- ASSIGNMENT -
Where the material below has a line containing "WCPOS replication engine", start repeating exactly, and keep going through the line containing "in bounded batches", with no other lines.

- RECORDED DATA -
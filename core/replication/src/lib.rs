//! WCPOS replication engine
//!
//! Keeps local collections consistent with a paginated REST backend:
//! - An id audit that finds documents created or deleted remotely
//! - A sync pass that pulls outstanding documents in bounded batches
//! - A supervisor running one task of each kind per collection
//! - Cancellation on connectivity loss
//! - Per-task checkpoints in the collection's local metadata area

pub mod audit;
pub mod batch;
pub mod checkpoint;
pub mod config;
pub mod connectivity;
pub mod normalize;
pub mod retry;
pub mod supervisor;
pub mod sync;
pub mod task;

// Re-export main types
pub use audit::IdAuditReplicator;
pub use batch::{PullBatch, MAX_BATCH_SIZE};
pub use checkpoint::{ReplicationCheckpoint, RunOutcome};
pub use config::{ReplicationConfig, MIN_RETRY_DELAY};
pub use connectivity::{ConnectivityGate, ConnectivitySignal, ReachabilityProbe};
pub use normalize::{normalize_document, pull_timestamp};
pub use retry::{RetryConfig, RetryExecutor};
pub use supervisor::{EnsureOutcome, ReplicationSupervisor};
pub use sync::SyncReplicator;
pub use task::{ReplicationTask, Replicator, TaskSchedule, TaskTrigger};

- TASK SOLUTION -
//! WCPOS replication engine
//!
//! Keeps local collections consistent with a paginated REST backend:
//! - An id audit that finds documents created or deleted remotely
//! - A sync pass that pulls outstanding documents in bounded batches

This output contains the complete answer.